International Journal of Molecular Sciences (Mar 2023)

Comparison of Phenotype and Genotype Virulence and Antimicrobial Factors of <i>Salmonella</i> Typhimurium Isolated from Human Milk

  • Joanna Pławińska-Czarnak,
  • Karolina Wódz,
  • Magdalena Guzowska,
  • Elżbieta Rosiak,
  • Tomasz Nowak,
  • Zuzanna Strzałkowska,
  • Adam Kwieciński,
  • Piotr Kwieciński,
  • Krzysztof Anusz

DOI
https://doi.org/10.3390/ijms24065135
Journal volume & issue
Vol. 24, no. 6
p. 5135

Abstract

Read online

Salmonella is a common foodborne infection. Many serovars belonging to Salmonella enterica subsp. enterica are present in the gut of various animal species. They can cause infection in human infants via breast milk or cross-contamination with powdered milk. In the present study, Salmonella BO was isolated from human milk in accordance with ISO 6579-1:2017 standards and sequenced using whole-genome sequencing (WGS), followed by serosequencing and genotyping.
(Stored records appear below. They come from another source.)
//! Serve command handler.

use crate::server::{router, AppState};
use clap::Args;
use insight_agent::AgentOrchestrator;
use insight_core::{config::AppConfig, AppResult};
use std::net::SocketAddr;
use std::sync::Arc;

/// Run the HTTP server
#[derive(Args, Debug)]
pub struct ServeCommand {
    /// Address to listen on
    #[arg(long, default_value = "0.0.0.0:8000")]
    pub addr: SocketAddr,
}

impl ServeCommand {
    pub async fn execute(&self, config: &AppConfig) -> AppResult<()> {
        let orchestrator = AgentOrchestrator::connect(config).await?;
        let state = AppState {
            orchestrator: Arc::new(orchestrator),
            dataset_dir: config.dataset_dir(),
        };

        let listener = tokio::net::TcpListener::bind(self.addr).await?;
        tracing::info!("Listening on http://{}", listener.local_addr()?);

        axum::serve(listener, router(state))
            .with_graceful_shutdown(shutdown_signal())
            .await?;

        tracing::info!("Server shut down");
        Ok(())
    }
}

async fn shutdown_signal() {
    if let Err(e) = tokio::signal::ctrl_c().await {
        tracing::error!("Failed to listen for shutdown signal: {}", e);
    }
}
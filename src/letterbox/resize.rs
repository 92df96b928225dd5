// 该文件是 Beifeng （北风） 项目的一部分。
// src/letterbox/resize.rs - 面积插值缩放
//
// 本文件根据 Apache 许可证第 2.0 版（以下简称“许可证”）授权使用；
// 除非遵守该许可证条款，否则您不得使用本文件。
// 您可通过以下网址获取许可证副本：
// http://www.apache.org/licenses/LICENSE-2.0
// 除非适用法律要求或书面同意，根据本许可协议分发的软件均按“原样”提供，
// 不附带任何形式的明示或暗示的保证或条件。
// 有关许可权限与限制的具体条款，请参阅本许可协议。
//
// Copyright (C) 2026 Johann Li <me@qinka.pro>, Wareless Group

use fast_image_resize as fr;
use image::RgbImage;

use super::LetterboxError;

/// 盒式卷积缩放，缩小时每个目标像素取其覆盖的源像素的平均值
///
/// 源图像以借用方式交给 `fast_image_resize`，不复制像素。
pub fn resize_area(image: &RgbImage, width: u32, height: u32) -> Result<RgbImage, LetterboxError> {
  let (src_w, src_h) = image.dimensions();
  if width == 0 || height == 0 || src_w == 0 || src_h == 0 {
    return Ok(RgbImage::new(width, height));
  }

  let src = fr::images::ImageRef::new(src_w, src_h, image.as_raw(), fr::PixelType::U8x3)
    .map_err(|e| LetterboxError::ResizeError(e.to_string()))?;
  let mut dst = fr::images::Image::new(width, height, fr::PixelType::U8x3);

  let options =
    fr::ResizeOptions::new().resize_alg(fr::ResizeAlg::Convolution(fr::FilterType::Box));
  fr::Resizer::new()
    .resize(&src, &mut dst, &options)
    .map_err(|e| LetterboxError::ResizeError(e.to_string()))?;

  RgbImage::from_raw(width, height, dst.into_vec()).ok_or_else(|| {
    LetterboxError::ResizeError(format!("缓冲区长度与 {width}x{height} 不符"))
  })
}
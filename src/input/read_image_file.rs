// 该文件是 Beifeng （北风） 项目的一部分。
// src/input/read_image_file.rs - 图像文件输入
//
// 本文件根据 Apache 许可证第 2.0 版（以下简称“许可证”）授权使用；
// 除非遵守该许可证条款，否则您不得使用本文件。
// 您可通过以下网址获取许可证副本：
// http://www.apache.org/licenses/LICENSE-2.0
// 除非适用法律要求或书面同意，根据本许可协议分发的软件均按“原样”提供，
// 不附带任何形式的明示或暗示的保证或条件。
// 有关许可权限与限制的具体条款，请参阅本许可协议。
//
// Copyright (C) 2026 Johann Li <me@qinka.pro>, Wareless Group

use std::path::Path;

use image::{ImageReader, RgbImage};
use thiserror::Error;
use tracing::{debug, error};
use url::Url;

use crate::{FromUrl, FromUrlWithScheme};

#[derive(Error, Debug)]
pub enum ImageFileInputError {
  #[error("URI 方案不匹配")]
  SchemeMismatch,
  #[error("I/O 错误: {0}")]
  IoError(#[from] std::io::Error),
  #[error("图像加载错误: {0}")]
  ImageLoadError(#[from] image::ImageError),
}

/// 从文件读取单张图像，作为只产出一帧的迭代器使用
pub struct ImageFileInput {
  image: Option<RgbImage>,
}

impl FromUrlWithScheme for ImageFileInput {
  const SCHEME: &'static str = "image";
}

impl FromUrl for ImageFileInput {
  type Error = ImageFileInputError;

  fn from_url(url: &Url) -> Result<Self, Self::Error> {
    if url.scheme() != Self::SCHEME {
      error!(
        "URI 方案不匹配: 期望 '{}', 实际 '{}'",
        Self::SCHEME,
        url.scheme()
      );
      return Err(ImageFileInputError::SchemeMismatch);
    }

    Self::open(url.path())
  }
}

impl ImageFileInput {
  pub fn open(path: impl AsRef<Path>) -> Result<Self, ImageFileInputError> {
    let image = ImageReader::open(path.as_ref())?
      .with_guessed_format()?
      .decode()?
      .to_rgb8();
    debug!(
      "读取图像 {:?}: {}x{}",
      path.as_ref(),
      image.width(),
      image.height()
    );

    Ok(ImageFileInput { image: Some(image) })
  }
}

impl From<RgbImage> for ImageFileInput {
  fn from(image: RgbImage) -> Self {
    Self { image: Some(image) }
  }
}

impl Iterator for ImageFileInput {
  type Item = RgbImage;

  fn next(&mut self) -> Option<Self::Item> {
    self.image.take()
  }
}

#[cfg(test)]
mod tests {
  use super::*;
  use image::Rgb;

  #[test]
  fn yields_the_image_once() {
    let path = std::env::temp_dir().join(format!("beifeng-input-{}.png", std::process::id()));
    RgbImage::from_pixel(6, 4, Rgb([1, 2, 3])).save(&path).unwrap();

    let url = Url::from_file_path(&path).unwrap();
    let url = Url::parse(&url.as_str().replacen("file:", "image:", 1)).unwrap();
    let mut input = ImageFileInput::from_url(&url).unwrap();
    let frame = input.next().unwrap();
    assert_eq!(frame.dimensions(), (6, 4));
    assert_eq!(*frame.get_pixel(5, 3), Rgb([1, 2, 3]));
    assert!(input.next().is_none());

    let _ = std::fs::remove_file(path);
  }

  #[test]
  fn rejects_other_schemes_and_missing_files() {
    let url = Url::parse("onnx:///tmp/a.png").unwrap();
    assert!(matches!(
      ImageFileInput::from_url(&url),
      Err(ImageFileInputError::SchemeMismatch)
    ));
    assert!(matches!(
      ImageFileInput::open("/no/such/image.png"),
      Err(ImageFileInputError::IoError(_))
    ));
  }
}
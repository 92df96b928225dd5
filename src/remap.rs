// 该文件是 Beifeng （北风） 项目的一部分。
// src/remap.rs - 网络输入坐标到原图坐标的映射
//
// 本文件根据 Apache 许可证第 2.0 版（以下简称“许可证”）授权使用；
// 除非遵守该许可证条款，否则您不得使用本文件。
// 您可通过以下网址获取许可证副本：
// http://www.apache.org/licenses/LICENSE-2.0
// 除非适用法律要求或书面同意，根据本许可协议分发的软件均按“原样”提供，
// 不附带任何形式的明示或暗示的保证或条件。
// 有关许可权限与限制的具体条款，请参阅本许可协议。
//
// Copyright (C) 2026 Johann Li <me@qinka.pro>, Wareless Group

use crate::{geometry::BBox, letterbox::Letterbox};

/// Letterbox 的逆变换
#[derive(Debug, Clone, Copy, PartialEq)]
pub struct Remapper {
  ratio_h: f32,
  ratio_w: f32,
  pad_top: f32,
  pad_left: f32,
}

impl Remapper {
  pub fn new(letterbox: &Letterbox) -> Self {
    // new_h, new_w 至少为 1
    Self {
      ratio_h: letterbox.src_h() as f32 / letterbox.new_h() as f32,
      ratio_w: letterbox.src_w() as f32 / letterbox.new_w() as f32,
      pad_top: letterbox.pad_top() as f32,
      pad_left: letterbox.pad_left() as f32,
    }
  }

  pub fn ratio_h(&self) -> f32 {
    self.ratio_h
  }

  pub fn ratio_w(&self) -> f32 {
    self.ratio_w
  }

  pub fn map_point(&self, x: f32, y: f32) -> (f32, f32) {
    (
      (x - self.pad_left) * self.ratio_w,
      (y - self.pad_top) * self.ratio_h,
    )
  }

  /// 映射两个角点并向零截断为整数像素
  pub fn map_box(&self, x1: f32, y1: f32, x2: f32, y2: f32) -> BBox {
    let (x1, y1) = self.map_point(x1, y1);
    let (x2, y2) = self.map_point(x2, y2);
    BBox::new(x1 as i32, y1 as i32, x2 as i32, y2 as i32)
  }
}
The results also allowed its pathogenicity to be predicted. The WGS results were compared with the bacterial phenotype. The isolated strain was found to be Salmonella enterica subsp. enterica serovar Typhimurium 4:i:1,2_69M (S. Typhimurium 69M); it showed a very close similarity to S. enterica subsp. enterica serovar Typhimurium LT2. Bioinformatics sequence analysis detected eleven SPIs (SPI-1, SPI-2, SPI-3, SPI-4, SPI-5, SPI-9, SPI-12, SPI-13, SPI-14, C63PI, CS54_island). Significant changes in gene sequences were noted, causing frameshift mutations in yeiG, rfbP, fumA, yeaL, ybeU (insertion) and lpfD, avrA, ratB, yacH (deletion). The sequences of several proteins were significantly different from those coded in the reference genome; their three-dimensional structure was predicted and compared with reference proteins. Our findings indicate the presence of a number of antimicrobial resistance genes that do not directly imply an antibiotic resistance phenotype.